Breast cancer has now surpassed cervical cancer to become the most common cancer in Thai women. The NCI statistics in 2011 showed that 12,613 Thai women, or 34.5 persons a day on average, were diagnosed with breast cancer. This represented a morbidity rate of 28.5 persons in a population of 100,000. In 2013, breast cancer killed 3,455 people or 10.5 persons a day. Normally, every woman who reaches puberty has a risk of breast cancer but those over 40 years old are clearly more at risk. Morbidity rate is the highest between the age of 50-55 years, at 95 persons in a population of 100,000. Risk factors include ageing, high-fat diet, obesity, alcohol, lack of exercise and genetics.
Most of the people who died of breast cancer came to the doctor when the cancer had spread, with big cancerous lumps or wounds on the breast or having blood or fluid discharge from the nipple. If diagnosed early, breast cancer can be cured.

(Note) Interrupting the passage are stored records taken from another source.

//! Action dispatch
//!
//! Maps heterogeneous (entity, action) pairs onto backend calls and
//! reconciles local state afterwards. The pair table is a closed,
//! exhaustive match: adding an entity or action is a compile-time
//! checked extension. A single advisory busy flag spans all dispatches;
//! it drives UI affordances and is cleared on every exit path.

use std::sync::atomic::{AtomicBool, Ordering};
use std::sync::Arc;

use costwatch_api::{CheckStatus, CostApi};

use crate::activity::{ActivityKind, ActivityLog};
use crate::store::Stores;
use crate::sync::Synchronizer;

/// Entity collections a mutating action can target.
#[derive(Debug, Clone, Copy, PartialEq, Eq)]
pub enum EntityKind {
    Check,
    DataSource,
}

impl std::fmt::Display for EntityKind {
    fn fmt(&self, f: &mut std::fmt::Formatter<'_>) -> std::fmt::Result {
        match self {
            EntityKind::Check => write!(f, "check"),
            EntityKind::DataSource => write!(f, "data source"),
        }
    }
}

/// Mutating actions the backend supports.
#[derive(Debug, Clone, Copy, PartialEq, Eq)]
pub enum EntityAction {
    Delete,
    Pause,
    Resume,
}

impl EntityAction {
    /// Imperative form for "attempting to ..." messages.
    #[inline]
    #[must_use]
    pub fn verb(&self) -> &'static str {
        match self {
            EntityAction::Delete => "delete",
            EntityAction::Pause => "pause",
            EntityAction::Resume => "resume",
        }
    }

    /// Progressive form for error messages.
    #[inline]
    #[must_use]
    pub fn gerund(&self) -> &'static str {
        match self {
            EntityAction::Delete => "deleting",
            EntityAction::Pause => "pausing",
            EntityAction::Resume => "resuming",
        }
    }
}

/// A (kind, action) pair resolved to a concrete backend operation.
#[derive(Debug, Clone, Copy)]
enum Operation {
    DeleteCheck,
    PauseCheck,
    ResumeCheck,
    DeleteSource,
}

impl Operation {
    fn success_message(self) -> &'static str {
        match self {
            Operation::DeleteCheck => "Check deleted successfully.",
            Operation::PauseCheck => "Check paused successfully.",
            Operation::ResumeCheck => "Check resumed successfully.",
            Operation::DeleteSource => "Data source deleted successfully.",
        }
    }
}

/// Clears the busy flag on every exit path.
struct BusyGuard {
    flag: Arc<AtomicBool>,
}

impl BusyGuard {
    fn acquire(flag: Arc<AtomicBool>) -> Self {
        flag.store(true, Ordering::SeqCst);
        Self { flag }
    }
}

impl Drop for BusyGuard {
    fn drop(&mut self) {
        self.flag.store(false, Ordering::SeqCst);
    }
}

/// Mutate-then-refresh coordinator for delete / pause / resume.
///
/// Creation and update of checks is not here: that is the edit
/// session's re-parse path, the only one that produces a `Check`.
#[derive(Clone)]
pub struct ActionDispatcher {
    api: Arc<dyn CostApi>,
    sync: Synchronizer,
    stores: Stores,
    log: ActivityLog,
    busy: Arc<AtomicBool>,
}

impl ActionDispatcher {
    /// Create a dispatcher over the shared api handle, synchronizer,
    /// stores and log.
    #[must_use]
    pub fn new(
        api: Arc<dyn CostApi>,
        sync: Synchronizer,
        stores: Stores,
        log: ActivityLog,
    ) -> Self {
        Self {
            api,
            sync,
            stores,
            log,
            busy: Arc::new(AtomicBool::new(false)),
        }
    }

    /// Whether a dispatch is in flight. Advisory only: it does not
    /// serialize network traffic, and the poll loops ignore it.
    #[inline]
    #[must_use]
    pub fn is_busy(&self) -> bool {
        self.busy.load(Ordering::SeqCst)
    }

    /// Perform `action` on the entity with `id`, then refresh dependent
    /// state.
    ///
    /// On success the entity's own store is re-fetched, and the alert
    /// store unconditionally with it - any mutation may have produced
    /// new alerts. On failure an ERROR entry carries the server detail
    /// and the stores are left untouched. Outcomes land in the activity
    /// log; nothing propagates to the caller.
    pub async fn dispatch(&self, kind: EntityKind, action: EntityAction, id: &str) {
        let operation = match (kind, action) {
            (EntityKind::Check, EntityAction::Delete) => Operation::DeleteCheck,
            (EntityKind::Check, EntityAction::Pause) => Operation::PauseCheck,
            (EntityKind::Check, EntityAction::Resume) => Operation::ResumeCheck,
            (EntityKind::DataSource, EntityAction::Delete) => Operation::DeleteSource,
            (EntityKind::DataSource, EntityAction::Pause | EntityAction::Resume) => {
                self.log.record(
                    format!("Cannot {} a data source", action.verb()),
                    ActivityKind::Warn,
                );
                return;
            }
        };

        self.log.record(
            format!("Attempting to {} {kind} {id}...", action.verb()),
            ActivityKind::Info,
        );
        let _busy = BusyGuard::acquire(Arc::clone(&self.busy));

        let result = match operation {
            Operation::DeleteCheck => self.api.delete_check(id).await,
            Operation::PauseCheck => self.api.pause_check(id).await,
            Operation::ResumeCheck => self.api.resume_check(id).await,
            Operation::DeleteSource => self.api.delete_data_source(id).await,
        };

        match result {
            Ok(()) => {
                self.log
                    .record(operation.success_message(), ActivityKind::Success);
                match kind {
                    EntityKind::Check => self.sync.refresh_checks().await,
                    EntityKind::DataSource => self.sync.refresh_sources().await,
                }
                self.sync.refresh_alerts().await;
            }
            Err(e) => self.log.record(
                format!("Error {} {kind}: {e}", action.gerund()),
                ActivityKind::Error,
            ),
        }
    }

    /// Toggle a check between active and paused.
    ///
    /// The `error` status is reachable only server-side and is not
    /// user-togglable: attempting it is a logged no-op that issues zero
    /// requests, as is toggling an id the snapshot does not contain.
    pub async fn toggle_check(&self, id: &str) {
        let Some(check) = self.stores.checks.find(id).await else {
            self.log.record(
                format!("Cannot toggle unknown check {id}"),
                ActivityKind::Warn,
            );
            return;
        };

        match check.status {
            CheckStatus::Active => {
                self.dispatch(EntityKind::Check, EntityAction::Pause, id).await;
            }
            CheckStatus::Paused => {
                self.dispatch(EntityKind::Check, EntityAction::Resume, id).await;
            }
            CheckStatus::Error => self.log.record(
                format!(
                    "Cannot toggle status for check '{}' with status: {}",
                    check.query_snippet(20),
                    check.status.as_str()
                ),
                ActivityKind::Warn,
            ),
        }
    }
}

#[cfg(test)]
mod tests {
    use super::*;
    use costwatch_test_utils::{sample_check, MockApi, RecordedCall};
    use pretty_assertions::assert_eq;

    fn dispatcher(api: Arc<MockApi>) -> (ActionDispatcher, Synchronizer, Stores, ActivityLog) {
        let stores = Stores::new();
        let log = ActivityLog::new();
        let sync = Synchronizer::new(api.clone(), stores.clone(), log.clone());
        let dispatcher = ActionDispatcher::new(api, sync.clone(), stores.clone(), log.clone());
        (dispatcher, sync, stores, log)
    }

    #[tokio::test]
    async fn toggle_round_trip_issues_one_request_per_step() {
        let api = MockApi::new();
        api.seed_checks(vec![sample_check("chk-1", CheckStatus::Active)]);
        let (dispatcher, sync, stores, _log) = dispatcher(api.clone());
        sync.refresh_checks().await;
        api.reset_calls();

        dispatcher.toggle_check("chk-1").await;
        assert_eq!(
            api.call_count(&RecordedCall::PauseCheck("chk-1".to_string())),
            1
        );
        assert_eq!(
            stores.checks.find("chk-1").await.unwrap().status,
            CheckStatus::Paused
        );

        dispatcher.toggle_check("chk-1").await;
        assert_eq!(
            api.call_count(&RecordedCall::ResumeCheck("chk-1".to_string())),
            1
        );
        assert_eq!(
            stores.checks.find("chk-1").await.unwrap().status,
            CheckStatus::Active
        );
    }

    #[tokio::test]
    async fn mutation_refreshes_alerts_unconditionally() {
        let api = MockApi::new();
        api.seed_checks(vec![sample_check("chk-1", CheckStatus::Active)]);
        let (dispatcher, _sync, _stores, _log) = dispatcher(api.clone());

        dispatcher
            .dispatch(EntityKind::Check, EntityAction::Delete, "chk-1")
            .await;

        assert_eq!(
            api.call_count(&RecordedCall::DeleteCheck("chk-1".to_string())),
            1
        );
        assert_eq!(api.call_count(&RecordedCall::ListChecks), 1);
        assert_eq!(api.call_count(&RecordedCall::ListAlerts), 1);
    }

    #[tokio::test]
    async fn error_status_toggle_is_a_logged_noop() {
        let api = MockApi::new();
        api.seed_checks(vec![sample_check("chk-err", CheckStatus::Error)]);
        let (dispatcher, sync, _stores, log) = dispatcher(api.clone());
        sync.refresh_checks().await;
        api.reset_calls();

        dispatcher.toggle_check("chk-err").await;

        assert!(api.calls().is_empty());
        let latest = log.latest().unwrap();
        assert_eq!(latest.kind, ActivityKind::Warn);
        assert!(latest.message.contains("status: error"));
    }

    #[tokio::test]
    async fn unsupported_pair_is_rejected_without_a_request() {
        let api = MockApi::new();
        let (dispatcher, _sync, _stores, log) = dispatcher(api.clone());

        dispatcher
            .dispatch(EntityKind::DataSource, EntityAction::Pause, "ds-1")
            .await;

        assert!(api.calls().is_empty());
        assert_eq!(log.latest().unwrap().kind, ActivityKind::Warn);
    }

    #[tokio::test]
    async fn failure_logs_server_detail_and_leaves_store_untouched() {
        let api = MockApi::new();
        api.seed_checks(vec![sample_check("chk-1", CheckStatus::Active)]);
        let (dispatcher, sync, stores, log) = dispatcher(api.clone());
        sync.refresh_checks().await;

        api.set_failure(404, "Check not found");
        dispatcher
            .dispatch(EntityKind::Check, EntityAction::Delete, "chk-1")
            .await;

        let latest = log.latest().unwrap();
        assert_eq!(latest.kind, ActivityKind::Error);
        assert!(latest.message.contains("Check not found"));
        assert_eq!(stores.checks.len().await, 1);
        assert!(!dispatcher.is_busy());
    }

    #[tokio::test]
    async fn busy_flag_clears_after_success_and_failure() {
        let api = MockApi::new();
        api.seed_checks(vec![sample_check("chk-1", CheckStatus::Active)]);
        let (dispatcher, _sync, _stores, _log) = dispatcher(api.clone());

        dispatcher
            .dispatch(EntityKind::Check, EntityAction::Pause, "chk-1")
            .await;
        assert!(!dispatcher.is_busy());

        api.set_failure(500, "boom");
        dispatcher
            .dispatch(EntityKind::Check, EntityAction::Resume, "chk-1")
            .await;
        assert!(!dispatcher.is_busy());
    }
}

To maximise treatment success, women aged 20 and older should regularly look for abnormal conditions and conduct breast self-exam every month, in addition to maintaining a healthy lifestyle and avoiding risks factors. Women aged 30 and older should conduct regular breast self-exam plus a breast check with medical professionals every three years, and every year together with a mammogram examination once they turn 40.
Technology is playing an ever more important part in driving innovation and development in the era of Thailand 4.0 and the NCI has continued to emphasise research on the disease, both in terms of related public policies and innovative treatments to effectively raise the quality of life of the patients and the general public.
Currently, one of the feasible research projects is looking at possible approaches to breast cancer screening through blood exam. Such projects require considerable financial support, so the NCI has also been accepting funds from the private sector.
Among its supporters are ICC International and Thai Wacoal, which have jointly donated about Bt1 million annually for eight consecutive years through their Wacoal Pink Ribbon breast-cancer awareness campaign with the objective of keeping Thai women safe from breast cancer.